Please find every line in the entries below that contains the string "could", and copy it.
[Opening RECORD EXCERPTS section]
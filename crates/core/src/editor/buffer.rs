//! In-memory editor buffer.

use super::{Editor, EditorPosition};

/// A plain text document with a cursor and an optional selection.
///
/// Positions past the end of a line or document are clamped, and columns that
/// fall inside a multi-byte character are moved back to its first byte.
#[derive(Debug, Clone, Default, PartialEq, Eq)]
pub struct TextBuffer {
    text: String,
    anchor: EditorPosition,
    head: EditorPosition,
}

impl TextBuffer {
    /// A buffer holding `text` with the cursor at the start.
    #[must_use]
    pub fn new(text: impl Into<String>) -> Self {
        Self {
            text: text.into(),
            ..Self::default()
        }
    }

    /// Document text.
    #[must_use]
    pub fn text(&self) -> &str {
        &self.text
    }

    /// Consume the buffer, returning its text.
    #[must_use]
    pub fn into_text(self) -> String {
        self.text
    }

    /// Select from `anchor` to `head`; the cursor is at `head`.
    pub fn select(&mut self, anchor: EditorPosition, head: EditorPosition) {
        self.anchor = self.clamp(anchor);
        self.head = self.clamp(head);
    }

    /// Selection bounds in document order. Equal when nothing is selected.
    #[must_use]
    pub fn selection(&self) -> (EditorPosition, EditorPosition) {
        if self.anchor <= self.head {
            (self.anchor, self.head)
        } else {
            (self.head, self.anchor)
        }
    }

    /// Position just past the last character.
    #[must_use]
    pub fn end(&self) -> EditorPosition {
        self.position(self.text.len())
    }

    /// Byte offset of `pos` in the document.
    #[must_use]
    pub fn offset(&self, pos: EditorPosition) -> usize {
        let mut start = 0;
        for (index, line) in self.text.split('\n').enumerate() {
            if index == pos.line {
                let mut ch = pos.ch.min(line.len());
                while !line.is_char_boundary(ch) {
                    ch -= 1;
                }
                return start + ch;
            }
            start += line.len() + 1;
        }
        self.text.len()
    }

    /// Line/column of a byte offset.
    #[must_use]
    pub fn position(&self, offset: usize) -> EditorPosition {
        let offset = offset.min(self.text.len());
        let before = &self.text[..offset];
        let line = before.matches('\n').count();
        let line_start = before.rfind('\n').map_or(0, |i| i + 1);
        EditorPosition::new(line, offset - line_start)
    }

    fn clamp(&self, pos: EditorPosition) -> EditorPosition {
        self.position(self.offset(pos))
    }

    fn splice(&mut self, from: EditorPosition, to: EditorPosition, text: &str) -> (usize, usize) {
        let (a, b) = (self.offset(from), self.offset(to));
        let (start, end) = if a <= b { (a, b) } else { (b, a) };
        self.text.replace_range(start..end, text);
        (start, end)
    }
}

impl Editor for TextBuffer {
    fn cursor(&self) -> EditorPosition {
        self.head
    }

    fn set_cursor(&mut self, pos: EditorPosition) {
        let pos = self.clamp(pos);
        self.anchor = pos;
        self.head = pos;
    }

    fn replace_selection(&mut self, text: &str) {
        let (from, to) = self.selection();
        let (start, _) = self.splice(from, to, text);
        let after = self.position(start + text.len());
        self.anchor = after;
        self.head = after;
    }

    fn replace_range(&mut self, text: &str, from: EditorPosition, to: EditorPosition) {
        let anchor = self.offset(self.anchor);
        let head = self.offset(self.head);
        let (start, end) = self.splice(from, to, text);

        let map = |offset: usize| {
            if offset <= start {
                offset
            } else if offset >= end {
                offset - (end - start) + text.len()
            } else {
                start + text.len()
            }
        };
        self.anchor = self.position(map(anchor));
        self.head = self.position(map(head));
    }

    fn value(&self) -> String {
        self.text.clone()
    }
}
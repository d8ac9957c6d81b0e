//! Uploader service implementation.

use std::sync::Arc;

use notedrop_shared::UploadConfig;
use tracing::{debug, warn};

use super::dispatch::Dispatcher;
use super::reconcile::reconcile;
use super::types::{Claim, PendingUpload, Reconciled, UploadReport};
use crate::editor::{Editor, Notice, Notifier, SharedEditor};
use crate::fingerprint::fingerprint;
use crate::intake::{EditorEvent, claim};
use crate::placeholder::Placeholder;
use crate::settings::{EffectiveConfig, Frontmatter};
use crate::storage::{LocalVault, ObjectStore};

/// Handles paste and drop events for one host.
pub struct Uploader<S: ObjectStore, V: LocalVault, N: Notifier> {
    settings: Arc<UploadConfig>,
    dispatcher: Arc<Dispatcher<S, V>>,
    notifier: Arc<N>,
}

impl<S, V, N> Uploader<S, V, N>
where
    S: ObjectStore + 'static,
    V: LocalVault + 'static,
    N: Notifier + 'static,
{
    /// Create a new uploader.
    #[must_use]
    pub fn new(
        settings: Arc<UploadConfig>,
        dispatcher: Arc<Dispatcher<S, V>>,
        notifier: Arc<N>,
    ) -> Self {
        Self {
            settings,
            dispatcher,
            notifier,
        }
    }

    /// Global settings the uploader resolves against.
    #[must_use]
    pub fn settings(&self) -> &UploadConfig {
        &self.settings
    }

    /// Offer a paste or drop event.
    ///
    /// A declined event leaves the note untouched. A claimed event has its
    /// placeholder inserted at the cursor before this returns; the upload
    /// and reconciliation then run on a spawned task, which notifies the user
    /// when done. Must be called from within a Tokio runtime.
    pub fn handle_event<E>(
        &self,
        editor: &SharedEditor<E>,
        event: EditorEvent,
        frontmatter: &Frontmatter,
    ) -> Claim
    where
        E: Editor + Send + 'static,
    {
        let config = EffectiveConfig::resolve(&self.settings, frontmatter);

        let request = match claim(event, &config) {
            Ok(request) => request,
            Err(reason) => {
                debug!(reason = %reason, "event declined");
                return Claim::Declined(reason);
            }
        };

        let key = fingerprint(&request.bytes, &request.original_name);
        let placeholder = Placeholder::for_key(&key);
        placeholder.insert(&mut *editor.lock());
        debug!(key = %key, kind = %request.kind, local = config.local_upload, "event claimed");

        let dispatcher = Arc::clone(&self.dispatcher);
        let notifier = Arc::clone(&self.notifier);
        let editor = Arc::clone(editor);
        let task_key = key.clone();
        let task_placeholder = placeholder.clone();

        let task = tokio::spawn(async move {
            let outcome = dispatcher.dispatch(&request, &task_key, &config).await;
            let result = reconcile(&mut *editor.lock(), &task_placeholder, outcome);

            match &result {
                Ok(Reconciled::Replaced { .. }) => {
                    notifier.notify(Notice::success(format!("Uploaded {task_key}")));
                }
                Ok(Reconciled::PlaceholderMissing) => {
                    warn!(key = %task_key, "placeholder not found, note left unchanged");
                    notifier.notify(Notice::success(format!("Uploaded {task_key}")));
                }
                Err(e) => notifier.notify(Notice::error(e.to_string())),
            }

            UploadReport {
                key: task_key,
                result,
            }
        });

        Claim::Claimed(PendingUpload::new(key, placeholder, task))
    }
}
//! Upload error types.

use thiserror::Error;

use crate::storage::StorageError;

/// Upload failures. The display text is what the user sees in the notice.
#[derive(Debug, Error)]
pub enum UploadError {
    /// The object store rejected or never received the upload.
    #[error("Upload failed: {0}")]
    RemoteUpload(#[source] StorageError),

    /// Writing into the vault failed.
    #[error("Saving to vault failed: {0}")]
    LocalWrite(#[source] StorageError),

    /// The uploaded media cannot be embedded.
    #[error("{0}")]
    MarkupGeneration(String),
}

impl UploadError {
    /// Create a markup generation error.
    #[must_use]
    pub fn markup(msg: impl Into<String>) -> Self {
        Self::MarkupGeneration(msg.into())
    }
}
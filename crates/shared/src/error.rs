//! Application-wide error types.

use thiserror::Error;

/// Result type alias using `AppError`.
pub type AppResult<T> = Result<T, AppError>;

/// Application error types.
///
/// These wrap failures at the edge of the application (binaries, host glue).
/// Upload pipeline failures never escape as `AppError`: they are reported to
/// the user as notices and the note is left without a placeholder.
#[derive(Debug, Error)]
pub enum AppError {
    /// Settings could not be loaded or are unusable.
    #[error("Configuration error: {0}")]
    Configuration(String),

    /// Reading or writing a note or media file failed.
    #[error("I/O error: {0}")]
    Io(#[from] std::io::Error),

    /// The note or event could not be interpreted.
    #[error("Invalid input: {0}")]
    InvalidInput(String),

    /// A storage backend could not be constructed.
    #[error("Storage setup failed: {0}")]
    Storage(String),

    /// The background upload task panicked or was cancelled.
    #[error("Upload task failed: {0}")]
    Task(String),
}

impl From<config::ConfigError> for AppError {
    fn from(err: config::ConfigError) -> Self {
        Self::Configuration(err.to_string())
    }
}

#[cfg(test)]
#[path = "error_tests.rs"]
mod error_tests;
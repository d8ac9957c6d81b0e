//! Reading a markdown note the way a host editor would present it.

use notedrop_core::Frontmatter;
use notedrop_core::editor::{Editor, EditorPosition, TextBuffer};
use serde_json::Value;
use tracing::warn;

const FENCE: &str = "---";

/// Parse the YAML frontmatter block at the top of `text`.
///
/// A note without an opening and closing `---` fence has no frontmatter.
/// A block that is not valid YAML, or not a mapping, is ignored with a
/// warning and the global settings apply.
pub fn frontmatter(text: &str) -> Frontmatter {
    let Some(block) = fenced_block(text) else {
        return Frontmatter::new();
    };

    match parse_block(block) {
        Ok(parsed) => parsed,
        Err(e) => {
            warn!(error = %e, "ignoring unparsable frontmatter");
            Frontmatter::new()
        }
    }
}

fn fenced_block(text: &str) -> Option<&str> {
    let mut lines = text.split_inclusive('\n');
    let first = lines.next()?;
    if first.trim_end() != FENCE {
        return None;
    }

    let start = first.len();
    let mut end = start;
    for line in lines {
        if line.trim_end() == FENCE {
            return Some(&text[start..end]);
        }
        end += line.len();
    }
    None
}

fn parse_block(block: &str) -> Result<Frontmatter, String> {
    if block.trim().is_empty() {
        return Ok(Frontmatter::new());
    }

    let value = serde_yaml::from_str::<serde_yaml::Value>(block)
        .map_err(|e| e.to_string())
        .and_then(|value| serde_json::to_value(value).map_err(|e| e.to_string()))?;

    match value {
        Value::Object(map) => Ok(Frontmatter::from(map)),
        Value::Null => Ok(Frontmatter::new()),
        _ => Err("frontmatter is not a mapping".to_string()),
    }
}

/// Load `text` into a buffer with the cursor where the user would paste.
///
/// Without a line the cursor goes to the end of the note; otherwise to the
/// start of that zero-based line, clamped to the document.
pub fn open(text: String, line: Option<usize>) -> TextBuffer {
    let mut buffer = TextBuffer::new(text);
    let cursor = match line {
        Some(line) => EditorPosition::new(line, 0),
        None => buffer.end(),
    };
    buffer.set_cursor(cursor);
    buffer
}
//! Upload dispatch, markup generation and reconciliation.
//!
//! This module carries a claimed file from the placeholder to its final
//! markup:
//! - Dispatch to exactly one sink (bucket or vault)
//! - Markup generation per media kind
//! - Text-search reconciliation of the placeholder
//! - The [`Uploader`] service tying intake to all of the above

mod dispatch;
mod error;
mod markup;
mod reconcile;
mod service;
mod types;

pub use dispatch::Dispatcher;
pub use error::UploadError;
pub use markup::{ensure_embeddable, render};
pub use reconcile::{reconcile, replace_placeholder};
pub use service::Uploader;
pub use types::{Claim, Destination, PendingUpload, Reconciled, UploadReport, UploadedMedia};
[Closing RECORD EXCERPTS section]
◆ **SOLUTION FOR THIS TASK**
    /// Settings could not be loaded or are unusable.
    /// The note or event could not be interpreted.
    /// A storage backend could not be constructed.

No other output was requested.